# Jupyter notebook for downloading ERA5 data

ERA5 is the global reanalysis version 5 produced by the European Centre for Medium-Range Weather Forecasting (ECMWF). A reanalysis builds upon a weather forecasting system, which means it uses a variety of satellite and in-situ datasets to estimate initial conditions ("analysis") and advances the initial state forward in time with a numerical model ("forecast"). In contrast to operational forecasts, one consistent model version is used for the entire reanalysis period (ERA5: 1940 - present), and more data can be "assimilated" as not all measurements are available in realtime. ERA5 has been run at a resolution of 25 km with 137 vertical levels. Data are stored with hourly time resolution. 
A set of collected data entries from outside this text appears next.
//! Orchestrates build-map construction and keeps the artifact tree in
//! sync, exposing full, incremental, fast-incremental and lazy rebuild
//! flavors.
//!
//! Callers pick the cheapest flavor whose preconditions hold: a full
//! incremental build whenever the target set may have changed, the
//! normalized variant when it has not, and the fast variant when
//! additionally no changed file affects generated code (e.g. no recipe
//! file changed).

use crate::{
    artifacts,
    buck::{
        interface::{BuildResult, ChangedTargets, Classic, Lazy},
        Target,
    },
    buildmap::{BuildMap, IndexedBuildMap},
    error::Result,
    module::PathEvent,
};
use std::path::{Path, PathBuf};

/// The result of one (re)build: the new build map, the targets that
/// survived merging, and the artifact-path events describing how the
/// artifact tree changed, ready to feed the module tracker.
#[derive(Clone, Debug)]
pub struct BuildOutcome {
    pub build_map: BuildMap,
    pub targets: Vec<Target>,
    pub events: Vec<PathEvent>,
}

/// Drives the classic interface against a fixed pair of roots.
#[derive(Clone, Debug)]
pub struct Builder {
    interface: Classic,
    source_root: PathBuf,
    artifact_root: PathBuf,
}

impl Builder {
    pub fn new(
        interface: Classic,
        source_root: impl Into<PathBuf>,
        artifact_root: impl Into<PathBuf>,
    ) -> Self {
        Self { interface, source_root: source_root.into(), artifact_root: artifact_root.into() }
    }

    pub fn source_root(&self) -> &Path {
        &self.source_root
    }

    pub fn artifact_root(&self) -> &Path {
        &self.artifact_root
    }

    /// Cold build: normalize the target patterns, construct the build map
    /// from scratch and populate a cleared artifact root.
    pub async fn build(&self, target_specs: &[String]) -> Result<BuildOutcome> {
        info!(specs = target_specs.len(), "starting cold build");
        let targets = self.interface.normalize_targets(target_specs).await?;
        let BuildResult { build_map, targets } =
            self.interface.construct_build_map(&targets, &self.source_root).await?;
        artifacts::clear(&self.artifact_root).await?;
        artifacts::populate(&self.source_root, &self.artifact_root, &build_map).await?;
        Ok(BuildOutcome { build_map, targets, events: Vec::new() })
    }

    /// Re-normalizes targets and reconstructs the build map from scratch.
    /// The most expensive incremental flavor; needed whenever the target
    /// set may have changed.
    pub async fn full_incremental_build(
        &self,
        old_build_map: &BuildMap,
        target_specs: &[String],
    ) -> Result<BuildOutcome> {
        info!(specs = target_specs.len(), "starting full incremental build");
        let targets = self.interface.normalize_targets(target_specs).await?;
        self.incremental_build_with_normalized_targets(old_build_map, &targets).await
    }

    /// Reconstructs the build map for an unchanged target set.
    pub async fn incremental_build_with_normalized_targets(
        &self,
        old_build_map: &BuildMap,
        targets: &[Target],
    ) -> Result<BuildOutcome> {
        info!(targets = targets.len(), "starting incremental build");
        let BuildResult { build_map, targets } =
            self.interface.construct_build_map(targets, &self.source_root).await?;
        self.apply(old_build_map, build_map, targets).await
    }

    /// Splices per-file partial maps into the previous build map without
    /// rebuilding.
    ///
    /// Sound only when the target set is unchanged and none of the changed
    /// files affects generated code: owning targets are re-queried for
    /// their current sources, removed sources drop their artifact entries,
    /// and everything else is carried over.
    pub async fn fast_incremental_build(
        &self,
        old_build_map: &BuildMap,
        targets: &[Target],
        changed_paths: &[PathBuf],
        removed_paths: &[PathBuf],
    ) -> Result<BuildOutcome> {
        info!(
            changed = changed_paths.len(),
            removed = removed_paths.len(),
            "starting fast incremental build"
        );
        let changed_targets =
            self.interface.query_changed_targets(targets, changed_paths).await?;

        let index = old_build_map.index();
        let removed_artifacts: Vec<PathBuf> = removed_paths
            .iter()
            .flat_map(|source| index.lookup_artifact(source).to_vec())
            .collect();
        let build_map = old_build_map
            .without_artifacts(removed_artifacts.iter().map(PathBuf::as_path))
            .overlaid_with(changed_targets.iter().flat_map(ChangedTargets::build_map_pairs));

        self.apply(old_build_map, build_map, targets.to_vec()).await
    }

    /// Materializes the artifact root from a previously saved build map
    /// without consulting the build tool. Used on cold start from a
    /// snapshot.
    pub async fn restore(&self, build_map: &BuildMap) -> Result<()> {
        info!(entries = build_map.len(), "restoring artifact root from a saved build map");
        artifacts::clear(&self.artifact_root).await?;
        artifacts::populate(&self.source_root, &self.artifact_root, build_map).await?;
        Ok(())
    }

    /// The absolute source location behind an absolute artifact path.
    pub fn lookup_source(&self, index: &IndexedBuildMap, artifact_path: &Path) -> Option<PathBuf> {
        lookup_source(index, &self.source_root, &self.artifact_root, artifact_path)
    }

    /// All absolute artifact locations of an absolute source path.
    pub fn lookup_artifact(&self, index: &IndexedBuildMap, source_path: &Path) -> Vec<PathBuf> {
        lookup_artifact(index, &self.source_root, &self.artifact_root, source_path)
    }

    async fn apply(
        &self,
        old_build_map: &BuildMap,
        build_map: BuildMap,
        targets: Vec<Target>,
    ) -> Result<BuildOutcome> {
        let difference = BuildMap::difference(old_build_map, &build_map);
        debug!(changes = difference.len(), "applying build map difference");
        artifacts::update(&self.source_root, &self.artifact_root, &difference).await?;
        let events = artifacts::difference_to_events(&self.artifact_root, &difference);
        Ok(BuildOutcome { build_map, targets, events })
    }
}

/// Drives the lazy interface: only the targets owning the working set are
/// ever built, and newly built entries are layered over the previous map.
#[derive(Clone, Debug)]
pub struct LazyBuilder {
    interface: Lazy,
    source_root: PathBuf,
    artifact_root: PathBuf,
}

impl LazyBuilder {
    pub fn new(
        interface: Lazy,
        source_root: impl Into<PathBuf>,
        artifact_root: impl Into<PathBuf>,
    ) -> Self {
        Self { interface, source_root: source_root.into(), artifact_root: artifact_root.into() }
    }

    /// Builds the owners of the working set and layers the resulting
    /// entries over the previous build map. Pass an empty previous map on
    /// cold start.
    pub async fn build(
        &self,
        old_build_map: &BuildMap,
        working_set: &[PathBuf],
    ) -> Result<BuildOutcome> {
        self.incremental_build(old_build_map, working_set, &[]).await
    }

    /// Like [`Self::build`], additionally dropping the artifact entries of
    /// sources that no longer exist.
    pub async fn incremental_build(
        &self,
        old_build_map: &BuildMap,
        working_set: &[PathBuf],
        removed_paths: &[PathBuf],
    ) -> Result<BuildOutcome> {
        info!(
            working_set = working_set.len(),
            removed = removed_paths.len(),
            "starting lazy build"
        );
        let built = self.interface.construct_build_map(working_set).await?;

        let index = old_build_map.index();
        let removed_artifacts: Vec<PathBuf> = removed_paths
            .iter()
            .flat_map(|source| index.lookup_artifact(source).to_vec())
            .collect();
        let build_map = old_build_map
            .without_artifacts(removed_artifacts.iter().map(PathBuf::as_path))
            .overlaid_with(built.iter().map(|(artifact, source)| (artifact, source)));

        let difference = BuildMap::difference(old_build_map, &build_map);
        artifacts::update(&self.source_root, &self.artifact_root, &difference).await?;
        let events = artifacts::difference_to_events(&self.artifact_root, &difference);
        // the lazy builder reports no per-target survivor list
        Ok(BuildOutcome { build_map, targets: Vec::new(), events })
    }

    /// See [`Builder::restore`].
    pub async fn restore(&self, build_map: &BuildMap) -> Result<()> {
        info!(entries = build_map.len(), "restoring artifact root from a saved build map");
        artifacts::clear(&self.artifact_root).await?;
        artifacts::populate(&self.source_root, &self.artifact_root, build_map).await?;
        Ok(())
    }

    pub fn lookup_source(&self, index: &IndexedBuildMap, artifact_path: &Path) -> Option<PathBuf> {
        lookup_source(index, &self.source_root, &self.artifact_root, artifact_path)
    }

    pub fn lookup_artifact(&self, index: &IndexedBuildMap, source_path: &Path) -> Vec<PathBuf> {
        lookup_artifact(index, &self.source_root, &self.artifact_root, source_path)
    }
}

fn lookup_source(
    index: &IndexedBuildMap,
    source_root: &Path,
    artifact_root: &Path,
    artifact_path: &Path,
) -> Option<PathBuf> {
    let relative = artifact_path.strip_prefix(artifact_root).ok()?;
    index.lookup_source(relative).map(|source| source_root.join(source))
}

fn lookup_artifact(
    index: &IndexedBuildMap,
    source_root: &Path,
    artifact_root: &Path,
    source_path: &Path,
) -> Vec<PathBuf> {
    match source_path.strip_prefix(source_root) {
        Ok(relative) => index
            .lookup_artifact(relative)
            .iter()
            .map(|artifact| artifact_root.join(artifact))
            .collect(),
        Err(_) => Vec::new(),
    }
}

#[cfg(test)]
mod tests {
    use super::*;
    use pretty_assertions::assert_eq;

    #[test]
    fn lookups_translate_between_absolute_roots() {
        let build_map = BuildMap::from_pairs_lenient([
            ("pkg/a.py", "src/a.py"),
            ("other/a.py", "src/a.py"),
        ]);
        let index = build_map.index();
        let source_root = Path::new("/data/source");
        let artifact_root = Path::new("/data/artifact");

        assert_eq!(
            lookup_source(&index, source_root, artifact_root, Path::new("/data/artifact/pkg/a.py")),
            Some(PathBuf::from("/data/source/src/a.py"))
        );
        assert_eq!(
            lookup_source(&index, source_root, artifact_root, Path::new("/data/artifact/nope.py")),
            None
        );
        // paths outside the artifact root are unknown
        assert_eq!(
            lookup_source(&index, source_root, artifact_root, Path::new("/tmp/pkg/a.py")),
            None
        );

        assert_eq!(
            lookup_artifact(&index, source_root, artifact_root, Path::new("/data/source/src/a.py")),
            vec![
                PathBuf::from("/data/artifact/other/a.py"),
                PathBuf::from("/data/artifact/pkg/a.py"),
            ]
        );
        assert_eq!(
            lookup_artifact(&index, source_root, artifact_root, Path::new("/tmp/src/a.py")),
            Vec::<PathBuf>::new()
        );
    }
}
**Exercise: Estimate the data volume of a single variable!**

![image.png](attachment:5697bac8-456a-4eb6-8176-390cca5032fd.png)

## Content of this notebook

This notebook explains how you can get access to ERA5 data and how you can download a custom-tailored subset of this dataset using ECMWF's Copernicus Data Store API and MARS system. This is only a demonstration. Before putting this knowledge to actual use, you should read the documentation of the CDS API and MARS to avoid unnecessary or overly costly queries. Furthermore, you should understand the basics of a reanalysis, what the different datasets that are derived from ERA5 actually mean, and what you really require.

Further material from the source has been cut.